Tuesday, May 16, 2023

Where Is God When It Hurts

by Philip Yancey

Hennepin County Library hardcover 183 pages

Published: 1977

Genre: Christian theology

 

Ugh! This was due a week ago and I've had too many books to read. I have vacillated between hurrying to finish it, buy a copy, or . . . return it and request it again. I've decided on the last one. I'm trying to NOT buy things that I don't NEED. But this book is worth a read!

 

When I was a teen struggling with the idea of faith, I had questions about how a good God allowed so much suffering and evil. Someone recommended a book that I bought and read . . . and had even more questions after! (If you're curious, it was Rabbi Kushner's When Bad Things Happen to Good People.)

 

This book is what I needed four decades ago!

 

I've marked a few spots, but need to finish this entry later after I've finished the book.
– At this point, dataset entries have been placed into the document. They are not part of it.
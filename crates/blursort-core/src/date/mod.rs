//! Capture-time resolution.
//!
//! Resolution never fails: embedded EXIF wins, then the filesystem creation
//! time, then the modification time, and as a last resort the current time.

pub mod exif;

use std::fs;
use std::path::Path;

use chrono::{DateTime, Local, NaiveDateTime};
use filetime::FileTime;
use tracing::warn;

/// Where a capture timestamp came from (best first).
#[derive(Debug, Clone, Copy, PartialEq, Eq)]
pub enum TimestampSource {
    Exif,
    FileCreated,
    FileModified,
    Now,
}

/// Result of capture-time resolution: date + source, plus why EXIF was not used.
#[derive(Debug, Clone)]
pub struct CaptureTimestamp {
    pub datetime: NaiveDateTime,
    pub source: TimestampSource,
    pub diagnostic: Option<String>,
}

impl CaptureTimestamp {
    /// `YYYY-MM-DD` directory component.
    pub fn date_dir(&self) -> String {
        self.datetime.format("%Y-%m-%d").to_string()
    }

    /// `HH` directory component (24h).
    pub fn hour_dir(&self) -> String {
        self.datetime.format("%H").to_string()
    }
}

/// Resolve the capture time of `path`.
pub fn resolve_capture_time(path: &Path) -> CaptureTimestamp {
    match exif::extract_exif_date(path) {
        Ok(datetime) => CaptureTimestamp {
            datetime,
            source: TimestampSource::Exif,
            diagnostic: None,
        },
        Err(e) => {
            let (datetime, source) = filesystem_time(path);
            warn!(
                "No usable capture date in {} ({}), using {:?} time",
                path.display(),
                e,
                source
            );
            CaptureTimestamp {
                datetime,
                source,
                diagnostic: Some(e.to_string()),
            }
        }
    }
}

/// Filesystem time as local wall-clock time.
fn filesystem_time(path: &Path) -> (NaiveDateTime, TimestampSource) {
    let Ok(meta) = fs::metadata(path) else {
        return (Local::now().naive_local(), TimestampSource::Now);
    };
    let (ft, source) = match FileTime::from_creation_time(&meta) {
        Some(ft) => (ft, TimestampSource::FileCreated),
        None => (
            FileTime::from_last_modification_time(&meta),
            TimestampSource::FileModified,
        ),
    };
    match DateTime::from_timestamp(ft.unix_seconds(), ft.nanoseconds()) {
        Some(utc) => (utc.with_timezone(&Local).naive_local(), source),
        None => (Local::now().naive_local(), TimestampSource::Now),
    }
}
Page 44: "The more you coddle children, he says, the more you set them up for an insulated, sensation-starved life." 


Yancey is referring to Dr. Brand, the man who spent his life working with lepers (rather, people with Hansen's Disease). Some parents seek to shield their children from any and every unpleasantness in life. But life is full of pain - physical, emotional, social - and it's helpful to learn how to deal with it while young.


Page 52: "And these are the people who raise the question 'Where is God when it hurts?' most shrilly. If our faith cannot answer them, then we have nothing to say to a broken world."
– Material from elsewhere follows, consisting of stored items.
use std::fs::OpenOptions;
use std::path::{Path, PathBuf};
use std::sync::Mutex;

use blursort_core::{CancellationToken, RunMode, SortOptions};
use clap::Parser;
use indicatif::{ProgressBar, ProgressStyle};
use tracing::info;
use tracing_subscriber::layer::SubscriberExt;
use tracing_subscriber::util::SubscriberInitExt;
use tracing_subscriber::{fmt, EnvFilter};

#[derive(Parser)]
#[command(name = "blursort", version, about = "Watch a drop folder and sort photos by capture hour and focus")]
struct Cli {
    /// Watched drop directory
    source: Option<PathBuf>,

    /// Root of the sorted output tree
    #[arg(short, long)]
    output: Option<PathBuf>,

    /// JSON options file; command-line flags override its values
    #[arg(long)]
    config: Option<PathBuf>,

    /// Laplacian variance below which an image is blurry
    #[arg(long)]
    threshold: Option<f64>,

    /// Threshold multiplier for bouquet-like images
    #[arg(long)]
    bouquet_factor: Option<f64>,

    /// Flower-colour pixel ratio above which an image is bouquet-like
    #[arg(long)]
    bouquet_ratio: Option<f64>,

    /// Wait this long after a file appears before processing it
    #[arg(long)]
    grace_ms: Option<u64>,

    /// Idle poll interval of the watch loop
    #[arg(long)]
    poll_ms: Option<u64>,

    /// Do not process files already in the source directory
    #[arg(long)]
    no_backfill: bool,

    /// Process files already in the source directory, then exit
    #[arg(long)]
    once: bool,

    /// Classification threads for the startup scan (default: one per core)
    #[arg(long)]
    jobs: Option<usize>,

    /// Also append log output to this file
    #[arg(long)]
    log_file: Option<PathBuf>,

    /// Debug logging (overridden by RUST_LOG)
    #[arg(short, long)]
    verbose: bool,
}

impl Cli {
    fn options(&self) -> anyhow::Result<SortOptions> {
        let mut options = match &self.config {
            Some(path) => SortOptions::load(path)?,
            None => {
                let (Some(source), Some(output)) = (&self.source, &self.output) else {
                    anyhow::bail!("SOURCE and --output are required without --config");
                };
                SortOptions::new(source.clone(), output.clone())
            }
        };

        if let Some(source) = &self.source {
            options.source = source.clone();
        }
        if let Some(output) = &self.output {
            options.destination = output.clone();
        }
        if let Some(v) = self.threshold {
            options.thresholds.laplacian = v;
        }
        if let Some(v) = self.bouquet_factor {
            options.thresholds.bouquet_factor = v;
        }
        if let Some(v) = self.bouquet_ratio {
            options.thresholds.bouquet_ratio = v;
        }
        if let Some(v) = self.grace_ms {
            options.grace_period_ms = v;
        }
        if let Some(v) = self.poll_ms {
            options.poll_interval_ms = v;
        }
        if let Some(v) = self.jobs {
            options.jobs = v;
        }
        if self.no_backfill {
            options.backfill = false;
        }
        Ok(options)
    }
}

fn init_logging(verbose: bool, log_file: Option<&Path>) -> anyhow::Result<()> {
    let default_level = if verbose { "debug" } else { "info" };
    let filter = EnvFilter::try_from_default_env().unwrap_or_else(|_| EnvFilter::new(default_level));

    let file_layer = match log_file {
        Some(path) => {
            let file = OpenOptions::new().create(true).append(true).open(path)?;
            Some(fmt::layer().with_ansi(false).with_writer(Mutex::new(file)))
        }
        None => None,
    };

    tracing_subscriber::registry()
        .with(filter)
        .with(fmt::layer().with_writer(std::io::stderr))
        .with(file_layer)
        .init();
    Ok(())
}

fn main() -> anyhow::Result<()> {
    let cli = Cli::parse();
    init_logging(cli.verbose, cli.log_file.as_deref())?;
    let options = cli.options()?;
    let t_total = std::time::Instant::now();

    let cancel = CancellationToken::new();
    let handler_token = cancel.clone();
    ctrlc::set_handler(move || {
        info!("Interrupt received, finishing the current file");
        handler_token.cancel();
    })?;

    let pb = ProgressBar::new(0);
    pb.set_style(
        ProgressStyle::default_bar()
            .template("[{bar:40}] {pos}/{len} {prefix} {msg}")?,
    );

    let mode = if cli.once { RunMode::Once } else { RunMode::Watch };
    let summary = blursort_core::run(&options, mode, &cancel, &|stage, current, total, message| {
        pb.set_length(total);
        pb.set_position(current + 1);
        pb.set_prefix(stage.to_string());
        pb.set_message(message.to_string());
        if stage == "move" && current + 1 >= total {
            pb.finish_and_clear();
        }
    })?;
    pb.finish_and_clear();

    info!(
        "Done! {} files seen, {} moved, {} skipped, {} failed ({:.2}s)",
        summary.discovered,
        summary.moved,
        summary.skipped,
        summary.failed,
        t_total.elapsed().as_secs_f64()
    );

    Ok(())
}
I like the way Yancey confronts his fellow Christians head on. As believers, we *should* be able to talk with people about God's role in their lives. That said, it was hard to read some of the "Christian" responses to people's suffering. Some of the insensitive platitudes do little to show the love and compassion of Christ. Ouch!
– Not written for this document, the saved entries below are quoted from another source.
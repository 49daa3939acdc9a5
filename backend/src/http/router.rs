//! Router configuration for the HTTP API.
//!
//! This module sets up all routes, middleware (CORS, compression, tracing),
//! and creates the axum router ready for serving.

use axum::{
    extract::DefaultBodyLimit,
    routing::{get, post},
    Router,
};
use tower_http::{
    compression::CompressionLayer,
    cors::{Any, CorsLayer},
    trace::TraceLayer,
};

use super::handlers;
use super::state::AppState;
use crate::routes::{charts, dashboard, summary, table};

/// Create the main application router with all routes and middleware.
pub fn create_router(state: AppState) -> Router {
    let cors = CorsLayer::new()
        .allow_origin(Any)
        .allow_methods(Any)
        .allow_headers(Any);

    let api_v1 = Router::new()
        .route(dashboard::GET_DASHBOARD, get(handlers::get_dashboard))
        .route(summary::GET_SUMMARY, get(handlers::get_summary))
        .route(table::GET_TABLE, get(handlers::get_table))
        .route(table::GET_COUNTRIES, get(handlers::get_countries))
        .route(charts::GET_MAP, get(handlers::get_map))
        .route(charts::GET_SUNBURST, get(handlers::get_sunburst))
        .route(charts::GET_CHARTS, get(handlers::get_charts))
        .route(charts::POST_CHARTS, post(handlers::submit_charts));

    Router::new()
        .route("/", get(handlers::index_page))
        .route("/health", get(handlers::health_check))
        .nest("/v1", api_v1)
        // Control submissions are tiny.
        .layer(DefaultBodyLimit::max(64 * 1024))
        .layer(CompressionLayer::new())
        .layer(TraceLayer::new_for_http())
        .layer(cors)
        .with_state(state)
}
Page 57: "Pain, God's megaphone, can drive me away from Him. I can hate God for allowing such misery. Or, on the other hand, it can drive me to Him. I can believe Him when He says this world is not all there is, and take the chance that He is making a perfect place for those who follow Him on pain-wracked earth."


I forget sometimes that this (earth) is NOT my home! It's very liberating to remember that there's an eternity (pain-free, anger-free) waiting for me after this life.


Page 73: "We make faith not an attitude of trust in something unseen but a route to get something seen - something magical and stupendous, like a miracle or supernatural gift. Faith includes the supernatural, but it also includes daily, dependent trust in spite of results. True faith implies a belief without solid proof - the evidence of things not seen, the substance of things hoped for. God is not mere magic."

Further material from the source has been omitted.